See Steve's Hand-Written Lead Sheet
Steve Khan's: "Safe and Sound"
as heard on the Caribbean Jazz Project CD, New Horizons

    As my compositions for the first recording of the newly constituted Caribbean Jazz Project were taking shape, I knew that I wanted to write at least one cha-cha. The inspiration for the style and attitude of "Safe and Sound"(Sano y Salvo) comes directly from one my earliest heroes in Latin music, Willie Bobo, and his recording, "SPANISH GREASE"(Verve).New Horizons - CJP The specific tune was written by guitarist Eddie Diehl and titled "Nessa." When I was attending college, U.C.L.A., between '65-'69, I used to drive down to Hermosa Beach once or twice per year and go hear Willie Bobo's group at the famous "Lighthouse." At the time, I didn't realize just how unique it was for a "Latin jazz" group to have just a guitar and no piano. Willie's group consisted of congas, bass, guitar (played by Sonny Henry), trumpet, tenor sax, with Willie on timbales. "Nessa" was always appealing to me because: [1] it was a fast cha-cha with a tremendous drive to it; [2] it was a minor blues; and [3] it began with a unison line, full of running 8th-notes, and doubled by the guitar and bass. And, it was for these very reasons that "Safe and Sound" became what it is, using "Nessa" as a model.
    "Nessa" is in A-minor and, as it was written by a guitarist, takes advantage of the open 'A'-string in its introduction section. So, I decided to write "Safe and Sound" in E-minor and utilize the open guitar and bass strings as well. To add to this particular linear color, the unison melody, in the lower register, was going to be doubled by Dave Samuels' marimba. As the piece evolved, it became a 24-bar minor blues, and it begins just as "Nessa" did with the unison lines of [I] which only appear at the beginning of the tune, and never again. I guess what becomes 'interesting' and, at the same time, 'confusing' is that, at times, the open strings appear as a 'pick-up' on the and-of-four and, at others, right on the downbeat of a bar, making it hard to remember or memorize the lines.
    However, after [I] appears, the similarities to "Nessa" begin to fade away. The next section [I2] continues to "set the mood," this time with a section in block chords intended to utilize the blending and clustering possibilities of the guitar and vibes together and to further define the harmonic sense of this particular type of minor blues. One huge difference from the way "Nessa" was structured is that the unison line continues, exactly the same, underneath the statement of the melody. Here I felt that this was just not going to be possible and that, if the line were to continue underneath, it wouldn't allow the chordal voicings to speak properly. So, I tried to maintain the feel and attitude of the line while just leaving out some of the running 8th-notes. Fortunately for me, bassist, John Benitez, took what I wrote and made it just that much better by adding his own style and personality to it.

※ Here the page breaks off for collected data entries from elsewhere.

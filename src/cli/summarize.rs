//! `summarize` command - aggregate a stored run report

use std::path::PathBuf;
use std::process::ExitCode;

use anyhow::Context;
use clap::Args;

use super::table;
use crate::config::AppConfig;
use crate::domain::evaluation::{ProviderErrorPolicy, ResultAggregator, RunId, RunReport};
use crate::domain::{DomainError, Storage};
use crate::infrastructure::storage::FileStorage;

#[derive(Args, Clone)]
pub struct SummarizeArgs {
    /// Report file, or a run id looked up in the results directory
    pub report: String,

    /// `exclude` or `count_as_failure`
    #[arg(long)]
    pub provider_error_policy: Option<String>,

    /// Print the aggregate table as JSON
    #[arg(long)]
    pub json: bool,
}

pub async fn run(args: SummarizeArgs, config: &AppConfig) -> anyhow::Result<ExitCode> {
    let policy = match args.provider_error_policy.as_deref() {
        Some(value) => value.parse::<ProviderErrorPolicy>().map_err(anyhow::Error::msg)?,
        None => config.evaluation.provider_error_policy,
    };

    let results = FileStorage::<RunReport>::new(&config.results.dir);
    let report = load_report(&args.report, &results).await?;
    let table = ResultAggregator::new(policy).aggregate(&report);

    if args.json {
        println!("{}", serde_json::to_string_pretty(&table)?);
    } else {
        println!("{}", table::run_status_line(&report));
        print!("{}", table::render(&table));
    }

    Ok(ExitCode::SUCCESS)
}

/// A path to an existing file wins over a run id
async fn load_report(
    reference: &str,
    results: &dyn Storage<RunReport>,
) -> anyhow::Result<RunReport> {
    let path = PathBuf::from(reference);
    if tokio::fs::try_exists(&path).await.unwrap_or(false) {
        let bytes = tokio::fs::read(&path)
            .await
            .with_context(|| format!("failed to read '{}'", path.display()))?;
        return serde_json::from_slice(&bytes)
            .with_context(|| format!("'{}' is not a run report", path.display()));
    }

    let id = RunId::new(reference.trim_end_matches(".json"));
    let report = results
        .get(&id)
        .await?
        .ok_or_else(|| DomainError::not_found(format!("Run report '{}' not found", id)))?;
    Ok(report)
}
//! Test case validation

use thiserror::Error;

use crate::domain::checker::CheckerParamsError;
use crate::domain::llm::FunctionSchema;

/// Validation errors for test cases
#[derive(Debug, Clone, Error, PartialEq)]
pub enum TestCaseValidationError {
    #[error("Test case ID is required")]
    IdRequired,

    #[error("Prompt text is required")]
    PromptRequired,

    #[error("Function schema name is required")]
    FunctionNameRequired,

    #[error("Target argument is required")]
    TargetArgumentRequired,

    #[error("Target argument '{argument}' is not a parameter of function '{function}'")]
    UnknownTargetArgument { function: String, argument: String },

    #[error("Cannot infer the target argument of function '{function}': {reason}")]
    AmbiguousTargetArgument { function: String, reason: String },

    #[error("Invalid function schema: {0}")]
    InvalidSchema(String),

    #[error(transparent)]
    Checker(#[from] CheckerParamsError),
}

/// Validate a function schema offered as the single tool of a test case
pub fn validate_function_schema(schema: &FunctionSchema) -> Result<(), TestCaseValidationError> {
    if schema.name.trim().is_empty() {
        return Err(TestCaseValidationError::FunctionNameRequired);
    }

    if !schema.parameters.is_object() {
        return Err(TestCaseValidationError::InvalidSchema(format!(
            "parameters of '{}' must be a JSON object",
            schema.name
        )));
    }

    if let Some(properties) = schema.parameters.get("properties") {
        if !properties.is_object() {
            return Err(TestCaseValidationError::InvalidSchema(format!(
                "properties of '{}' must be a JSON object",
                schema.name
            )));
        }
    }

    Ok(())
}

/// Pick the argument the checker applies to
///
/// An explicit name wins and must be a declared property when the schema
/// declares any; otherwise the schema's only property is used.
pub fn resolve_target_argument(
    schema: &FunctionSchema,
    explicit: Option<&str>,
) -> Result<String, TestCaseValidationError> {
    let properties = schema.property_names();

    if let Some(name) = explicit {
        let name = name.trim();
        if name.is_empty() {
            return Err(TestCaseValidationError::TargetArgumentRequired);
        }
        if !properties.is_empty() && !schema.has_property(name) {
            return Err(TestCaseValidationError::UnknownTargetArgument {
                function: schema.name.clone(),
                argument: name.to_string(),
            });
        }
        return Ok(name.to_string());
    }

    match properties.as_slice() {
        [only] => Ok((*only).to_string()),
        [] => Err(TestCaseValidationError::AmbiguousTargetArgument {
            function: schema.name.clone(),
            reason: "the schema declares no properties".to_string(),
        }),
        many => Err(TestCaseValidationError::AmbiguousTargetArgument {
            function: schema.name.clone(),
            reason: format!("the schema declares {} properties", many.len()),
        }),
    }
}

    In most cases, the i and iv chords appear with the major 7th degree included. In [I] you can see this in almost every other bar after bar 1. So, in [I2] this harmonic attitude only continues and is essentially present in each bar, excluding bars 17-20. It seems to always be the case that when one employs a minor chord with the major 7th included, there's going to be an air of 'mystery' in the harmonic attitude. In an attempt to keep things in a Latin feeling, there are hints of a montuno now and again such moments appear in bars: 8, 12, 18, and 20.
    The 'real' melody finally appears at letter [A] and integrates thematic material from [I2] while adding to it a single-note feeling. The guitar and vibes are now joined by Dave Valentin's flute to double these lines beginning with the pick-up bar to [A]. It's obvious to me that much of this very 'quirky' melody owes a great deal to the writing style of my dear friend Don Grolnick, especially in areas of cross-rhythms. You can view these moments in bars: 8, 13-14, and 19. In this section, the "tease" of a montuno only appears in bar 9, totally different from the bars in [I2]. It's also at the end of this very section that I made one huge error in notating a key rhythmic figure. The truth is, that it was so obvious what was wrong, I can't believe that I didn't realize it sooner. The figure you now see in bar 24 of [A] is written as I would have wanted it. However, what I wrote originally was written using 8th-note triplet figures which made it that much more difficult to execute. In a sense, this figure is another tribute to Willie Bobo as it's related to something he played as a [Tag] to title tune of his recording "SPANISH GREASE." My apologies to all the players for these errors in notation!!!
    Letter [B] functions as a simple "moña" or another melodic interlude. Something to shoot the tune into the solos and to then again to appear between them. The solo section, [C], and its changes are a simple mirror of everything which has appeared before, it remains a 24-bar blues. To add some harmonic interest for the soloists, I included a couple of b5 substitute ii-Vs. One appears in bar 8(Bbm7-Eb7) just before the iv chord(Am), and the other appears in bar 16(Abm7-Db7) which precedes the b6(C7) chord.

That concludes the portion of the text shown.